Let us substitute the values we know:

$v^2=v_0^2+2a(s-s_0)$

$10^2=2^2+2a(1000-0)$

(Here, the train travels 1000 m, starting at the origin of $s_0=0$ m. At the origin, it’s speed is 2 m/s, and at the 1000 m mark, the train has a speed of 10 m/s)

$a=0.048$ m/$s^2$

We can now find the speed of the train at the next marker. Note that the initial velocity of the train is now 10 m/s and we are trying to find the final velocity. As before, the distance between the markers is 1000 m.
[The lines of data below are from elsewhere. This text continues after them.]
// Copyright (C) Banking Engine Contributors
// SPDX-License-Identifier: GPL-3.0-or-later WITH Classpath-exception-2.0

// This program is free software: you can redistribute it and/or modify
// it under the terms of the GNU General Public License as published by
// the Free Software Foundation, either version 3 of the License, or
// (at your option) any later version.

// This program is distributed in the hope that it will be useful,
// but WITHOUT ANY WARRANTY; without even the implied warranty of
// MERCHANTABILITY or FITNESS FOR A PARTICULAR PURPOSE. See the
// GNU General Public License for more details.

// You should have received a copy of the GNU General Public License
// along with this program. If not, see <https://www.gnu.org/licenses/>.

//! Command-line flags for the `bank-node` binary. The HTTP edge that would
//! normally sit in front of this is out of scope (spec §1): this CLI only
//! configures and starts the core (rates ticker, storage pool, registry)
//! and then idles until interrupted.

use crate::config::{default_rates_seed_table, load_rates_file, Config, ConfigError};
use bank_core::CurrencyCode;
use std::{path::PathBuf, time::Duration};

#[derive(Debug, clap::Parser)]
#[command(name = "bank-node", about = "Multi-currency banking account engine")]
pub struct Cli {
	/// Number of storage pool worker slots.
	#[arg(long, default_value_t = 3)]
	pub storage_workers: usize,

	/// Root directory under which `accounts/` and `exchange/` are created.
	#[arg(long, default_value = "./data")]
	pub storage_base_folder: PathBuf,

	/// Seconds an account actor may sit idle before it terminates.
	#[arg(long, default_value_t = 240)]
	pub idle_timeout_secs: u64,

	/// Seconds between rates-table refresh snapshots.
	#[arg(long, default_value_t = 3600)]
	pub rates_refresh_interval_secs: u64,

	/// Optional TOML file of `CODE = rate` pairs to seed the rates table
	/// from. Absent this flag, a small built-in table is used.
	#[arg(long)]
	pub rates_file: Option<PathBuf>,

	/// The currency a new account defaults to when none is supplied.
	#[arg(long, default_value = "BRL")]
	pub default_currency: String,

	/// The floor a new account's default-currency balance may reach.
	#[arg(long, default_value_t = 0)]
	pub default_limit: i64,
}

impl Cli {
	/// Resolves CLI flags into a [`Config`], reading `--rates-file` if one
	/// was given.
	pub fn into_config(self) -> Result<Config, ConfigError> {
		let default_currency = CurrencyCode::new(&self.default_currency)?;
		let rates_seed_table = match self.rates_file {
			Some(path) => load_rates_file(&path)?,
			None => default_rates_seed_table(),
		};
		Ok(Config {
			storage_workers: self.storage_workers,
			storage_base_folder: self.storage_base_folder,
			idle_timeout: Duration::from_secs(self.idle_timeout_secs),
			rates_refresh_interval: Duration::from_secs(self.rates_refresh_interval_secs),
			rates_seed_table,
			default_currency,
			default_limit: self.default_limit,
		})
	}
}
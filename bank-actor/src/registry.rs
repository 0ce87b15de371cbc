// Copyright (C) Banking Engine Contributors
// SPDX-License-Identifier: GPL-3.0-or-later WITH Classpath-exception-2.0

// This program is free software: you can redistribute it and/or modify
// it under the terms of the GNU General Public License as published by
// the Free Software Foundation, either version 3 of the License, or
// (at your option) any later version.

// This program is distributed in the hope that it will be useful,
// but WITHOUT ANY WARRANTY; without even the implied warranty of
// MERCHANTABILITY or FITNESS FOR A PARTICULAR PURPOSE. See the
// GNU General Public License for more details.

// You should have received a copy of the GNU General Public License
// along with this program. If not, see <https://www.gnu.org/licenses/>.

//! Account id → live actor handle, spawned on demand.

use crate::{account_actor, account_actor::AccountActorHandle, error::ActorError, rates::RatesHandle};
use bank_core::{AccountId, InitialArgs};
use bank_storage::StoragePool;
use parking_lot::RwLock;
use std::{collections::HashMap, future::Future, pin::Pin, sync::Arc, time::Duration};

type BoxFuture<'a, T> = Pin<Box<dyn Future<Output = Result<T, ActorError>> + Send + 'a>>;

/// Spawns account actors on demand and keeps the canonical id → handle map.
#[derive(Clone)]
pub struct Registry {
	actors: Arc<RwLock<HashMap<AccountId, AccountActorHandle>>>,
	storage: StoragePool,
	rates: RatesHandle,
	idle_timeout: Duration,
}

impl Registry {
	pub fn new(storage: StoragePool, rates: RatesHandle, idle_timeout: Duration) -> Self {
		Self { actors: Arc::new(RwLock::new(HashMap::new())), storage, rates, idle_timeout }
	}

	pub fn idle_timeout(&self) -> Duration {
		self.idle_timeout
	}

	/// Returns the existing handle for `account_id` if one is registered
	/// and alive, spawning a fresh actor otherwise. `initial_args` is used
	/// only when a new actor is spawned; it is ignored if one already
	/// exists. Race-free: two concurrent callers for the same id converge
	/// on the same handle.
	pub fn server_process(&self, account_id: AccountId, initial_args: InitialArgs) -> AccountActorHandle {
		if let Some(handle) = self.actors.read().get(&account_id) {
			if handle.is_alive() {
				return handle.clone();
			}
		}

		let mut actors = self.actors.write();
		if let Some(handle) = actors.get(&account_id) {
			if handle.is_alive() {
				return handle.clone();
			}
		}

		let handle = account_actor::spawn(
			account_id,
			initial_args,
			self.storage.clone(),
			self.rates.clone(),
			self.clone(),
			self.idle_timeout,
		);
		actors.insert(account_id, handle.clone());
		handle
	}

	/// Removes `account_id`'s registration. Called by an actor's own task
	/// as its last act before exiting, after draining any message that
	/// raced its idle shutdown.
	pub(crate) fn deregister(&self, account_id: AccountId) {
		self.actors.write().remove(&account_id);
	}

	/// Runs `f` against `account_id`'s actor, retrying exactly once (via a
	/// fresh `server_process` lookup) if the handle turned out to be
	/// stale — the in-flight-termination race described in §4.3.
	pub async fn with_actor<T, F>(&self, account_id: AccountId, initial_args: InitialArgs, mut f: F) -> Result<T, ActorError>
	where
		F: FnMut(AccountActorHandle) -> BoxFuture<'static, T>,
	{
		let handle = self.server_process(account_id, initial_args.clone());
		match f(handle).await {
			Err(ActorError::Terminated) => {
				let handle = self.server_process(account_id, initial_args);
				f(handle).await
			}
			other => other,
		}
	}
}

#[cfg(test)]
mod tests {
	use super::*;
	use bank_core::CurrencyCode;
	use std::collections::BTreeMap;

	fn test_registry(dir: &std::path::Path) -> Registry {
		let storage = StoragePool::new(2, dir);
		let rates = RatesHandle::new(BTreeMap::from([(CurrencyCode::BRL, 1.0)]));
		Registry::new(storage, rates, Duration::from_secs(240))
	}

	#[tokio::test]
	async fn server_process_returns_the_same_handle_for_the_same_id() {
		let dir = tempfile::tempdir().unwrap();
		let registry = test_registry(dir.path());
		let a = registry.server_process(1, InitialArgs::default());
		let b = registry.server_process(1, InitialArgs::default());
		assert_eq!(a.account_id(), b.account_id());

		a.deposit(100, CurrencyCode::BRL, None).await.unwrap();
		// `b` talks to the same underlying actor, so it observes the deposit.
		assert_eq!(b.balance(CurrencyCode::BRL).await.unwrap(), 100);
	}

	#[tokio::test]
	async fn server_process_spawns_distinct_actors_for_distinct_ids() {
		let dir = tempfile::tempdir().unwrap();
		let registry = test_registry(dir.path());
		let a = registry.server_process(1, InitialArgs::default());
		let b = registry.server_process(2, InitialArgs::default());
		assert_ne!(a.account_id(), b.account_id());
	}
}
Using the same kinematics equation, we can write:

$v^2=v_0^2+2a(s-s_0)$

$v^2=10^2+2(0.048)(1000-0)$

$v=14$ m/s

We can calculate the time it took for the train to reach the next marker using the following kinematics equation:

$v=v_0+at$

(Where $v$ is final velocity, $v_0$ is initial velocity, $a$ is acceleration and $t$ is time)

Substitute the values we found:

$v=v_0+at$

$14=2+(0.048)(t)$

(Remember, we are looking for the time for the full journey. That means the initial velocity of the train was 2 m/s and final velocity was 14 m/s)

$t=250$ s

$v=14$ m/s
$t=250$ s